Expanding Global Benchmarking for Legal AI
Harvey has introduced BigLaw Bench: Global (BLB: Global), an extension of its existing BigLaw Bench framework that measures how well AI models perform on core legal tasks across different jurisdictions. This new dataset represents a significant expansion of Harvey's benchmarking capabilities, more than doubling the size of the public-facing BigLaw Bench.
Built for Global Legal Practice
BLB: Global was developed in collaboration with Mercor, a leading expert data company, to capture the nuances of legal work across different jurisdictions. The initial release focuses on three markets:
- United Kingdom
- Australia
- Spain
The framework is designed to help foundation models understand and execute core AI workflows—such as drafting, document analysis, and legal research—with accuracy and consistency while respecting local legal norms and practices.

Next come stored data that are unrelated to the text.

//! Squashing the top layers of an image into one.

use std::collections::BTreeMap;
use std::path::PathBuf;
use std::time::Duration;

use cask_core::error::{CaskError, Result};
use chrono::Utc;

use crate::client::Client;
use crate::context::OpContext;
use crate::descriptor::Descriptor;
use crate::digest;
use crate::graph::{self, child_gc_labels, PlatformManifest};
use crate::labels;
use crate::manifest::{self, new_history, ConfigExt, ImageManifest, ManifestExt};
use crate::media;
use crate::platform::MatchComparer;
use crate::reference::Reference;
use crate::store::{create_or_update, write_blob, write_json, ImageRecord};
use crate::streams::IoStreams;
use crate::unpack;
use crate::walker;

const SQUASH_LEASE: Duration = Duration::from_secs(60 * 60);

#[derive(Debug, Clone, Default)]
pub struct SquashOptions {
    pub source: String,
    pub target: String,
    /// Number of top layers to collapse.
    pub layer_count: usize,
    /// Defaults to the source image's author.
    pub author: Option<String>,
    /// Defaults to the comment of the source's last history entry.
    pub message: Option<String>,
}

/// Collapse the last `layer_count` layers of `source` into one and record
/// the result as `target`.
pub async fn squash(
    client: &Client,
    ctx: &OpContext,
    streams: &IoStreams,
    opts: &SquashOptions,
) -> Result<ImageRecord> {
    let target_name = Reference::parse_normalized(&opts.target)?.to_string();
    let image = walker::walk_one(client.content(), client.images(), ctx, &opts.source).await?;
    if !media::is_manifest(&image.target.media_type) {
        return Err(CaskError::invalid(format!(
            "{} is not a single-platform image (target is {})",
            opts.source, image.target.media_type
        )));
    }

    let lease = client.lease_for(ctx, "squash", SQUASH_LEASE).await?;
    let result = squash_leased(client, lease.context(), &image, target_name, opts).await;
    lease.release().await?;
    let record = result?;
    streams.stdout.line(&record.target.digest)?;
    Ok(record)
}

async fn squash_leased(
    client: &Client,
    ctx: &OpContext,
    image: &ImageRecord,
    target_name: String,
    opts: &SquashOptions,
) -> Result<ImageRecord> {
    let matcher = MatchComparer::all();
    let pm = graph::manifests_for(client.content(), ctx, &image.target, &matcher)
        .await?
        .into_iter()
        .next()
        .ok_or_else(|| CaskError::not_found(format!("manifest of {}", image.name)))?;

    let blobs = pm.manifest.layer_descriptors();
    let total = blobs.len();
    if opts.layer_count < 2 || opts.layer_count > total {
        return Err(CaskError::invalid(format!(
            "layer count must be between 2 and {total}, got {}",
            opts.layer_count
        )));
    }
    let keep = total - opts.layer_count;
    unpack::unpack_manifest(client, ctx, &pm).await?;

    let (layer, diff_id) = squash_layers(client, ctx, &pm, keep).await?;

    let mut config = pm.config.clone();
    let author = opts.author.clone().or_else(|| config.author().clone());
    let comment = opts
        .message
        .clone()
        .or_else(|| config.history().last().and_then(|h| h.comment().clone()));
    config.truncate_layers(keep);
    let now = Utc::now();
    config.set_created(Some(manifest::timestamp(now)));
    let history = new_history(
        now,
        &format!("squash from {}", digest::short_id(&image.target.digest)),
        author.as_deref(),
        comment.as_deref(),
    )?;
    config.push_layer(diff_id.clone(), history);

    let chain = digest::chain_id(config.layer_diff_ids()).unwrap_or_else(|| diff_id.clone());
    let config_labels = BTreeMap::from([(labels::gc_snapshot_label(client.snapshotter_name()), chain)]);
    let config_desc = write_json(client.content(), ctx, &pm.config_desc.media_type, &config, config_labels).await?;

    let mut layers: Vec<Descriptor> = blobs[..keep].to_vec();
    layers.push(layer);
    let mut manifest = pm.manifest.clone();
    manifest.rebuild(&image.target.media_type, &config_desc, &layers)?;
    let data = manifest::to_vec(&manifest)?;
    let target = Descriptor::of(&image.target.media_type, &data);
    write_blob(
        client.content(),
        ctx,
        &target,
        &data,
        child_gc_labels(&target, &manifest.child_descriptors()),
    )
    .await?;

    let record = create_or_update(client.images(), ctx, ImageRecord::new(target_name, target)).await?;
    unpack::unpack_image(client, ctx, &record, &matcher).await?;
    tracing::info!(
        source = %image.name,
        target = %record.name,
        layers = opts.layer_count,
        "Squashed image"
    );
    Ok(record)
}

/// Apply layers `keep..` onto a fresh snapshot of the base and diff the
/// result against the base.
async fn squash_layers(
    client: &Client,
    ctx: &OpContext,
    pm: &PlatformManifest,
    keep: usize,
) -> Result<(Descriptor, String)> {
    let sn = client.snapshotter();
    let diff_ids = pm.config.layer_diff_ids();
    let base = digest::chain_id(&diff_ids[..keep.min(diff_ids.len())]);
    let key = snapshot_key();
    let view_key = format!("{key}-base");

    let upper = sn.prepare(ctx, &key, base.as_deref()).await?;
    let empty = tempfile::TempDir::new()?;
    let result = async {
        let lower: PathBuf = match &base {
            Some(base) => sn.view(ctx, &view_key, Some(base)).await?,
            None => empty.path().to_path_buf(),
        };
        for layer in pm.manifest.layer_descriptors().iter().skip(keep) {
            client.differ().apply(ctx, layer, &upper).await?;
        }
        client.differ().compare(ctx, &lower, &upper, layer_media_type(&pm.manifest)).await
    }
    .await;

    for k in [&key, &view_key] {
        if let Err(e) = sn.remove(ctx, k).await {
            if !e.is(cask_core::ErrorKind::NotFound) {
                tracing::debug!(key = %k, error = %e, "Failed to remove squash snapshot");
            }
        }
    }
    result
}

/// `squash-<unix nanos>-<6 hex chars>`.
fn snapshot_key() -> String {
    let nanos = Utc::now().timestamp_nanos_opt().unwrap_or_default();
    let suffix: [u8; 3] = rand::random();
    format!("squash-{nanos}-{}", hex::encode(suffix))
}

fn layer_media_type(manifest: &ImageManifest) -> &'static str {
    match manifest.media_type() {
        Some(m) if m.to_string() == media::DOCKER_MANIFEST => media::DOCKER_LAYER_GZIP,
        _ => media::OCI_LAYER_GZIP,
    }
}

Addressing Localization Challenges
While leading AI models now achieve around 90% performance on the original BigLaw Bench tasks, Harvey's research identified a critical gap: model performance often degrades when applied to localized legal contexts. BLB: Global addresses this by benchmarking six major task categories that customers depend on, including:
- Drafting: Production of legal documents, memos, and contracts
- Additional core legal workflows (details partially cut off in original content)
Implications for Legal Teams
This benchmark extension enables Harvey to measure and improve how well AI models localize across jurisdictions, helping ensure customers worldwide can rely on accurate, consistent AI assistance aligned with their local legal requirements. The framework provides a foundation for expanding to additional jurisdictions over time.